Neurology Central

Blood biomarkers for neurological disease research: current status, challenge and future outlook

Biomarker discovery for neurological diseases is burgeoning due to the advances in technologies that permit molecular measures taken from the brain, cerebrospinal fluid (CSF), plasma, saliva, urine and so on. Biomarkers could be biochemical changes (proteins, metabolomics and lipids), genetic alteration or changes in structural or functional features. They could help the diagnosis and detect the progression of these diseases, referred to as diagnostic and prognostic markers, respectively. Furthermore, biomarkers could help to measure the efficacy of the treatments, known as predictive markers.
The importance of biomarkers in neurological diseases should not be underestimated, particularly considering the large social and economic burden presently attributed to these diseases. This article describes the current status of blood-based biomarker research in neurological disorders, particularly in Alzheimer’s disease (AD), as well as addresses the main challenges and future direction of this field.

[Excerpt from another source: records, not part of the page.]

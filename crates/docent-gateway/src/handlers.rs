use axum::Json;
use axum::body::Bytes;
use axum::extract::{Extension, Multipart, Path, Query, State};
use axum::response::IntoResponse;
use docent_core::{DocumentServiceError, UploadError, UploadedFile};
use docent_store::{DocumentFilter, User};
use uuid::Uuid;

use super::error::ApiError;
use super::server::AppState;

const UPLOAD_FIELD: &str = "file";

#[derive(serde::Serialize)]
struct HealthResponse {
    status: &'static str,
    uptime_secs: u64,
}

#[derive(Debug, serde::Deserialize)]
pub(crate) struct PageQuery {
    pub page: Option<u64>,
}

#[derive(Debug, serde::Deserialize)]
pub(crate) struct ChatRequest {
    #[serde(default)]
    pub query: String,
}

#[derive(serde::Serialize)]
struct ChatResponse {
    response: String,
    query: String,
}

#[derive(Debug, Default, serde::Deserialize)]
pub(crate) struct AdminDocumentQuery {
    pub processed: Option<bool>,
    pub search: Option<String>,
}

pub(crate) async fn health_handler(State(state): State<AppState>) -> impl IntoResponse {
    Json(HealthResponse {
        status: "ok",
        uptime_secs: state.started_at.elapsed().as_secs(),
    })
}

pub(crate) async fn list_documents_handler(
    State(state): State<AppState>,
    Extension(user): Extension<User>,
    Query(query): Query<PageQuery>,
) -> Result<impl IntoResponse, ApiError> {
    let page = state.documents.list(user.id, query.page.unwrap_or(1)).await?;
    Ok(Json(page))
}

pub(crate) async fn upload_handler(
    State(state): State<AppState>,
    Extension(user): Extension<User>,
    mut multipart: Multipart,
) -> Result<impl IntoResponse, ApiError> {
    let mut files = Vec::new();
    while let Some(field) = multipart
        .next_field()
        .await
        .map_err(|e| ApiError::BadRequest(format!("failed to read multipart field: {e}")))?
    {
        if field.name() != Some(UPLOAD_FIELD) {
            continue;
        }
        let filename = field.file_name().unwrap_or_default().to_owned();
        let bytes = field
            .bytes()
            .await
            .map_err(|e| ApiError::BadRequest(format!("failed to read {filename}: {e}")))?;
        if filename.is_empty() && bytes.is_empty() {
            continue;
        }
        files.push(UploadedFile {
            filename,
            bytes: bytes.to_vec(),
        });
    }

    tracing::info!(user_id = user.id, files = files.len(), "upload received");
    match state.documents.upload(user.id, files).await {
        Ok(report) => Ok(Json(report)),
        Err(e @ UploadError::NoFiles) => Err(ApiError::BadRequest(e.to_string())),
    }
}

pub(crate) async fn delete_document_handler(
    State(state): State<AppState>,
    Extension(user): Extension<User>,
    Path(id): Path<Uuid>,
) -> Result<impl IntoResponse, ApiError> {
    match state.documents.delete(user.id, id).await {
        Ok(report) => Ok(Json(report)),
        Err(e @ DocumentServiceError::NotFound(_)) => Err(ApiError::NotFound(e.to_string())),
        Err(DocumentServiceError::Store(e)) => Err(e.into()),
    }
}

/// The body is parsed by hand so malformed JSON gets the same error shape as
/// every other failure.
pub(crate) async fn chat_handler(
    State(state): State<AppState>,
    Extension(user): Extension<User>,
    body: Bytes,
) -> Result<impl IntoResponse, ApiError> {
    let request: ChatRequest = serde_json::from_slice(&body)
        .map_err(|_| ApiError::BadRequest("invalid JSON payload".into()))?;
    let query = request.query.trim();
    if query.is_empty() {
        return Err(ApiError::BadRequest("please enter a question".into()));
    }

    let response = state.rag.generate_response(query, user.id).await;
    Ok(Json(ChatResponse {
        response,
        query: query.to_owned(),
    }))
}

fn require_staff(user: &User) -> Result<(), ApiError> {
    if user.is_staff {
        Ok(())
    } else {
        tracing::warn!(user_id = user.id, "non-staff user requested an admin listing");
        Err(ApiError::Forbidden("staff access required"))
    }
}

pub(crate) async fn admin_users_handler(
    State(state): State<AppState>,
    Extension(user): Extension<User>,
) -> Result<impl IntoResponse, ApiError> {
    require_staff(&user)?;
    Ok(Json(state.store.list_users().await?))
}

pub(crate) async fn admin_documents_handler(
    State(state): State<AppState>,
    Extension(user): Extension<User>,
    Query(query): Query<AdminDocumentQuery>,
) -> Result<impl IntoResponse, ApiError> {
    require_staff(&user)?;
    let filter = DocumentFilter {
        processed: query.processed,
        search: query.search.filter(|s| !s.trim().is_empty()),
    };
    Ok(Json(state.store.list_all_documents(&filter).await?))
}

#[cfg(test)]
mod tests {
    use super::*;

    #[test]
    fn health_response_serializes() {
        let resp = HealthResponse {
            status: "ok",
            uptime_secs: 42,
        };
        let json = serde_json::to_string(&resp).unwrap();
        assert!(json.contains("\"status\":\"ok\""));
        assert!(json.contains("\"uptime_secs\":42"));
    }

    #[test]
    fn chat_request_defaults_missing_query() {
        let req: ChatRequest = serde_json::from_str("{}").unwrap();
        assert!(req.query.is_empty());
    }

    #[test]
    fn chat_request_rejects_non_string_query() {
        assert!(serde_json::from_str::<ChatRequest>(r#"{"query": 5}"#).is_err());
    }
}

Current status of blood biomarker development in neurological disease

CSF is one of the main resources for biomarker development for neurological diseases given that CSF surrounds the brain and spinal cord. For example, the levels of amyloid and tau in CSF have been used in diagnosing AD [1]. However, these measures are challenging because of invasiveness, cost and limited availability [2,3]. In part due to these limitations, increasing numbers of studies have attempted to find biomarkers in blood; a tissue that is easily accessible and suitable for repeated measures throughout the disease course or over the time-frame of an interventional study. Previous reviews have summarized much of this growing research effort to find biomarkers for AD diagnosis [4–11], as well as for other neurological disease [12–16]. Though it looks promising, it is important to note that there is no blood-based biomarker used in clinic for neurological disease diagnosis yet, mainly due to the lack of replication.